As pessoas pensam que o que as torna pessoas é trabalhar para outras pessoas e agradar outras pessoas, ganhar dinheiro para comprar coisas que as deixam ainda mais bem vistas aos olhos das pessoas que por sua vez querem ficar ainda mais bem vistas aos olhos de ainda mais pessoas, quando tudo o que essas pessoas precisavam era de uma caneca de chocolate quente, uma boa noite de sono e de um beijo de bom dia de uma, só, e única, pessoa!

Nesse Reino não há beijos de bom dia. Nem de boa noite. O afecto não existe. O carinho é fraqueza.
Desse reino só há uma chave. Partida em duas.


Neste Reino,

Portas fechadas indefinidamente.
Vazio consciente de atenção.
Excesso inconsciente de emoção.
Prescrição do destino para ser infeliz.
Receita genérica da mesma dose de solidão
Igualdade de sofrimento para todos.

segunda-feira, 9 de novembro de 2009

Suster a Respiração




Para Tânia

Sinto-me em stand-by, quanto estou perto de ti.
Como se esperasse algo. Como se temesse algo.
À espera que o mundo desabe a meus pés.
À espera do próximo comentário, da próxima gargalhada.
À espera que alguém estrague tudo.

Sinto-me fora de mim, quando estou contigo.
Como se eu já não fosse eu.

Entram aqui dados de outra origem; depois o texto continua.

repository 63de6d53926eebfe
pub mod http;
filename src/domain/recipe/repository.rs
use super::super::shared::errors::DomainError;
use super::entity::{Ingredient, Instruction, NewRecipe, Recipe, RecipeCard};
use async_trait::async_trait;
use uuid::Uuid;

#[async_trait]
pub trait RecipeRepository: Send + Sync {
    async fn create(&self, recipe: &NewRecipe) -> Result<Recipe, DomainError>;
    async fn find_by_id(&self, id: Uuid) -> Result<Option<Recipe>, DomainError>;
    async fn exists(&self, id: Uuid) -> Result<bool, DomainError>;
    async fn delete(&self, id: Uuid) -> Result<(), DomainError>;
    async fn list_cards(&self) -> Result<Vec<RecipeCard>, DomainError>;
    async fn search_cards(&self, query: &str) -> Result<Vec<RecipeCard>, DomainError>;
    async fn cards_by_user(&self, user_id: Uuid) -> Result<Vec<RecipeCard>, DomainError>;
    async fn author_username(&self, user_id: Uuid) -> Result<Option<String>, DomainError>;
    async fn add_ingredients(
        &self,
        recipe_id: Uuid,
        ingredients: &[String],
    ) -> Result<Vec<Ingredient>, DomainError>;
    async fn add_instructions(
        &self,
        recipe_id: Uuid,
        steps: &[String],
    ) -> Result<Vec<Instruction>, DomainError>;
    async fn ingredients(&self, recipe_id: Uuid) -> Result<Vec<Ingredient>, DomainError>;
    async fn instructions(&self, recipe_id: Uuid) -> Result<Vec<Instruction>, DomainError>;
}
use sqlx::postgres::{PgPool, PgPoolOptions};

pub async fn create_pool(database_url: &str, max_connections: u32) -> anyhow::Result<PgPool> {
    let pool = PgPoolOptions::new()
        .max_connections(max_connections)
        .connect(database_url)
        .await?;
    Ok(pool)
}
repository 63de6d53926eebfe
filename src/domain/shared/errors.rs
use thiserror::Error;

#[derive(Debug, Error)]
pub enum DomainError {
    #[error("{0}")]
    NotFound(String),
    #[error("Validation error: {0}")]
    ValidationError(String),
    #[error("Infrastructure error: {0}")]
    InfrastructureError(String),
    #[error("Unauthorized")]
    Unauthorized,
}

impl From<sqlx::Error> for DomainError {
    fn from(err: sqlx::Error) -> Self {
        DomainError::InfrastructureError(err.to_string())
    }
}
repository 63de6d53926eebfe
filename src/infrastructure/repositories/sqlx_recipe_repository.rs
use crate::domain::{
    recipe::{
        entity::{Ingredient, Instruction, NewRecipe, Recipe, RecipeCard},
        repository::RecipeRepository,
    },
    shared::errors::DomainError,
};
use async_trait::async_trait;
use sqlx::PgPool;
use uuid::Uuid;

/// Card projection shared by the browse, search and profile listings:
/// recipe columns joined with the author's username and the like count.
const CARD_SELECT: &str = "SELECT r.id, r.user_id, r.title, r.description, r.image_url,
        r.prep_time, r.cook_time, r.servings, r.difficulty, r.created_at,
        u.username,
        COUNT(l.id) AS likes_count
 FROM recipes r
 LEFT JOIN users u ON u.id = r.user_id
 LEFT JOIN recipe_likes l ON l.recipe_id = r.id";

const CARD_GROUP_ORDER: &str = " GROUP BY r.id, u.username ORDER BY r.created_at DESC";

pub struct SqlxRecipeRepository {
    pub pool: PgPool,
}

impl SqlxRecipeRepository {
    pub fn new(pool: PgPool) -> Self {
        Self { pool }
    }
}

#[async_trait]
impl RecipeRepository for SqlxRecipeRepository {
    async fn create(&self, recipe: &NewRecipe) -> Result<Recipe, DomainError> {
        let created = sqlx::query_as::<_, Recipe>(
            "INSERT INTO recipes (id, user_id, title, description, image_url,
                                  prep_time, cook_time, servings, difficulty)
             VALUES ($1, $2, $3, $4, $5, $6, $7, $8, $9)
             RETURNING id, user_id, title, description, image_url,
                       prep_time, cook_time, servings, difficulty,
                       created_at, updated_at",
        )
        .bind(Uuid::now_v7())
        .bind(recipe.user_id)
        .bind(&recipe.title)
        .bind(&recipe.description)
        .bind(&recipe.image_url)
        .bind(recipe.prep_time)
        .bind(recipe.cook_time)
        .bind(recipe.servings)
        .bind(recipe.difficulty)
        .fetch_one(&self.pool)
        .await?;
        Ok(created)
    }

    async fn find_by_id(&self, id: Uuid) -> Result<Option<Recipe>, DomainError> {
        let recipe = sqlx::query_as::<_, Recipe>(
            "SELECT id, user_id, title, description, image_url,
                    prep_time, cook_time, servings, difficulty,
                    created_at, updated_at
             FROM recipes WHERE id = $1",
        )
        .bind(id)
        .fetch_optional(&self.pool)
        .await?;
        Ok(recipe)
    }

    async fn exists(&self, id: Uuid) -> Result<bool, DomainError> {
        let exists = sqlx::query_scalar::<_, bool>(
            "SELECT EXISTS(SELECT 1 FROM recipes WHERE id = $1)",
        )
        .bind(id)
        .fetch_one(&self.pool)
        .await?;
        Ok(exists)
    }

    async fn delete(&self, id: Uuid) -> Result<(), DomainError> {
        // Interaction rows, ingredients and instructions cascade.
        sqlx::query("DELETE FROM recipes WHERE id = $1")
            .bind(id)
            .execute(&self.pool)
            .await?;
        Ok(())
    }

    async fn list_cards(&self) -> Result<Vec<RecipeCard>, DomainError> {
        let cards = sqlx::query_as::<_, RecipeCard>(&format!("{CARD_SELECT}{CARD_GROUP_ORDER}"))
            .fetch_all(&self.pool)
            .await?;
        Ok(cards)
    }

    async fn search_cards(&self, query: &str) -> Result<Vec<RecipeCard>, DomainError> {
        let pattern = format!("%{}%", query);
        let cards = sqlx::query_as::<_, RecipeCard>(&format!(
            "{CARD_SELECT} WHERE r.title ILIKE $1 OR r.description ILIKE $1{CARD_GROUP_ORDER}"
        ))
        .bind(pattern)
        .fetch_all(&self.pool)
        .await?;
        Ok(cards)
    }

    async fn cards_by_user(&self, user_id: Uuid) -> Result<Vec<RecipeCard>, DomainError> {
        let cards = sqlx::query_as::<_, RecipeCard>(&format!(
            "{CARD_SELECT} WHERE r.user_id = $1{CARD_GROUP_ORDER}"
        ))
        .bind(user_id)
        .fetch_all(&self.pool)
        .await?;
        Ok(cards)
    }

    async fn author_username(&self, user_id: Uuid) -> Result<Option<String>, DomainError> {
        let username =
            sqlx::query_scalar::<_, String>("SELECT username FROM users WHERE id = $1")
                .bind(user_id)
                .fetch_optional(&self.pool)
                .await?;
        Ok(username)
    }

    async fn add_ingredients(
        &self,
        recipe_id: Uuid,
        ingredients: &[String],
    ) -> Result<Vec<Ingredient>, DomainError> {
        let mut inserted = Vec::with_capacity(ingredients.len());
        for ingredient in ingredients {
            let row = sqlx::query_as::<_, Ingredient>(
                "INSERT INTO recipe_ingredients (id, recipe_id, ingredient, quantity, unit)
                 VALUES ($1, $2, $3, '1', 'unit')
                 RETURNING id, recipe_id, ingredient, quantity, unit",
            )
            .bind(Uuid::now_v7())
            .bind(recipe_id)
            .bind(ingredient)
            .fetch_one(&self.pool)
            .await?;
            inserted.push(row);
        }
        Ok(inserted)
    }

    async fn add_instructions(
        &self,
        recipe_id: Uuid,
        steps: &[String],
    ) -> Result<Vec<Instruction>, DomainError> {
        let mut inserted = Vec::with_capacity(steps.len());
        for (index, step) in steps.iter().enumerate() {
            let row = sqlx::query_as::<_, Instruction>(
                "INSERT INTO recipe_instructions (id, recipe_id, step_number, instruction)
                 VALUES ($1, $2, $3, $4)
                 RETURNING id, recipe_id, step_number, instruction",
            )
            .bind(Uuid::now_v7())
            .bind(recipe_id)
            .bind((index + 1) as i32)
            .bind(step)
            .fetch_one(&self.pool)
            .await?;
            inserted.push(row);
        }
        Ok(inserted)
    }

    async fn ingredients(&self, recipe_id: Uuid) -> Result<Vec<Ingredient>, DomainError> {
        let rows = sqlx::query_as::<_, Ingredient>(
            "SELECT id, recipe_id, ingredient, quantity, unit
             FROM recipe_ingredients WHERE recipe_id = $1",
        )
        .bind(recipe_id)
        .fetch_all(&self.pool)
        .await?;
        Ok(rows)
    }

    async fn instructions(&self, recipe_id: Uuid) -> Result<Vec<Instruction>, DomainError> {
        let rows = sqlx::query_as::<_, Instruction>(
            "SELECT id, recipe_id, step_number, instruction
             FROM recipe_instructions WHERE recipe_id = $1
             ORDER BY step_number",
        )
        .bind(recipe_id)
        .fetch_all(&self.pool)
        .await?;
        Ok(rows)
    }
}
use serde::{Deserialize, Serialize};

/// Derived (never persisted) summary of a recipe's social interactions.
#[derive(Debug, Clone, PartialEq, Serialize, Deserialize)]
pub struct InteractionSummary {
    pub likes_count: i64,
    pub rating: RatingSummary,
    pub comments_count: i64,
}

#[derive(Debug, Clone, PartialEq, Serialize, Deserialize)]
pub struct RatingSummary {
    /// Arithmetic mean in [0, 5]; exactly 0.0 when there are no ratings.
    pub average: f64,
    pub count: i64,
}

impl RatingSummary {
    /// Computes the mean of the given rating values, guarding the empty
    /// aggregate so the average is 0.0 rather than NaN.
    pub fn from_values(values: &[i32]) -> Self {
        let count = values.len() as i64;
        let average = if values.is_empty() {
            0.0
        } else {
            values.iter().map(|v| *v as i64).sum::<i64>() as f64 / count as f64
        };
        Self { average, count }
    }
}

#[cfg(test)]
mod tests {
    use super::*;

    #[test]
    fn mean_of_known_values() {
        let summary = RatingSummary::from_values(&[3, 5, 4]);
        assert_eq!(summary.average, 4.0);
        assert_eq!(summary.count, 3);
    }

    #[test]
    fn empty_aggregate_is_zero_not_nan() {
        let summary = RatingSummary::from_values(&[]);
        assert_eq!(summary.average, 0.0);
        assert_eq!(summary.count, 0);
        assert!(!summary.average.is_nan());
    }
}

Como se não quisesse continuar a ser.
A tentar não ficar quieto a olhar para o teu rosto.
A tentar parecer descontraído, parecer distraído.
A tentar conter-me para não te lançar um abraço,

pegar em ti e misturar-me contigo feito onda que rebenta na praia,
areia com espuma,
braços com costas,
braços com braços,
abraços com abraços
apertados, apertados,
para nunca mais te largar.

domingo, 25 de outubro de 2009

Neste Momento



Para Tânia
(Dois dias antes da declaração.)

Neste momento,
Queria dar-te um beijo.
Neste momento,
Queria dar-te um beijo de boa noite.
Neste momento,
Queria despedir-me de ti com um beijo.
Neste momento,
Queria despedir-me de ti com um beijo de boa noite.
Neste momento,
Queria que soubesses,
Neste momento,
Queria que soubesses que me queria despedir de ti com um beijo de boa noite.

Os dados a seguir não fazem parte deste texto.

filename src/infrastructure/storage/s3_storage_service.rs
use super::traits::StorageService;
use async_trait::async_trait;
use aws_sdk_s3::{
    Client, config::BehaviorVersion, config::Credentials, config::Region, primitives::ByteStream,
};

/// Recipe image storage backed by any S3-compatible bucket.
pub struct S3StorageService {
    client: Client,
    bucket: String,
    public_url: String,
}

impl S3StorageService {
    pub async fn new(
        key: String,
        secret: String,
        endpoint: String,
        region: String,
        force_path_style: bool,
        bucket: String,
        public_url: String,
    ) -> anyhow::Result<Self> {
        let creds = Credentials::new(key, secret, None, None, "streetbites");
        let config = aws_sdk_s3::config::Builder::new()
            .behavior_version(BehaviorVersion::latest())
            .credentials_provider(creds)
            .endpoint_url(endpoint)
            .region(Region::new(region))
            .force_path_style(force_path_style)
            .build();
        Ok(Self {
            client: Client::from_conf(config),
            bucket,
            public_url,
        })
    }
}

#[async_trait]
impl StorageService for S3StorageService {
    async fn upload(&self, key: &str, data: Vec<u8>, content_type: &str) -> anyhow::Result<String> {
        self.client
            .put_object()
            .bucket(&self.bucket)
            .key(key)
            .body(ByteStream::from(data))
            .content_type(content_type)
            .cache_control("public, max-age=31536000, immutable")
            .send()
            .await?;
        Ok(format!("{}/{}", self.public_url, key))
    }

    async fn delete(&self, key: &str) -> anyhow::Result<()> {
        self.client
            .delete_object()
            .bucket(&self.bucket)
            .key(key)
            .send()
            .await?;
        Ok(())
    }

    fn get_url(&self, key: &str) -> String {
        format!("{}/{}", self.public_url, key)
    }
}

sexta-feira, 9 de outubro de 2009

Esta Noite



Inverno de 2007/2008
Poema para Flávia Vieira.


Esta noite procurei-te e não te encontrei;
onde estavas quando desliguei a luz?

queria ter visto o brilho dos teus olhos antes de fechar os meus,
desejar boa-noite como quem pede desculpa
dar a mão por entre um beijo demorado,
e naquele vazio preenchido por coisa nenhuma
queria sentir-te adormecer ao meu lado.

Esta manhã procurei-te e não te vi;
onde estavas quando o sol nasceu?

queria ter olhado o teu rosto e morde-lo ao de leve;
abraçar o teu corpo fundindo-o no meu,
reafirmar que ainda sou teu,
apertar-te desajeitadamente como não se deve,
dizer-te ao ouvido como és bela,
lembrar-te que o primeiro a beijar não fui eu
e dar um beijo mal dado nos teus lábios maçã-canela;
agradecer-te por me fazeres sentir como nunca senti,
pouco me importando das vezes em que és neve,
saboreando cada lembrança em que foste chantilly,

mas peço desculpa se ocupo o teu tempo,
ou se alguma vez atenção a mais te pedi,
perdoa-me por te pesar no relógio
mas todos os dias são tristes sem ti.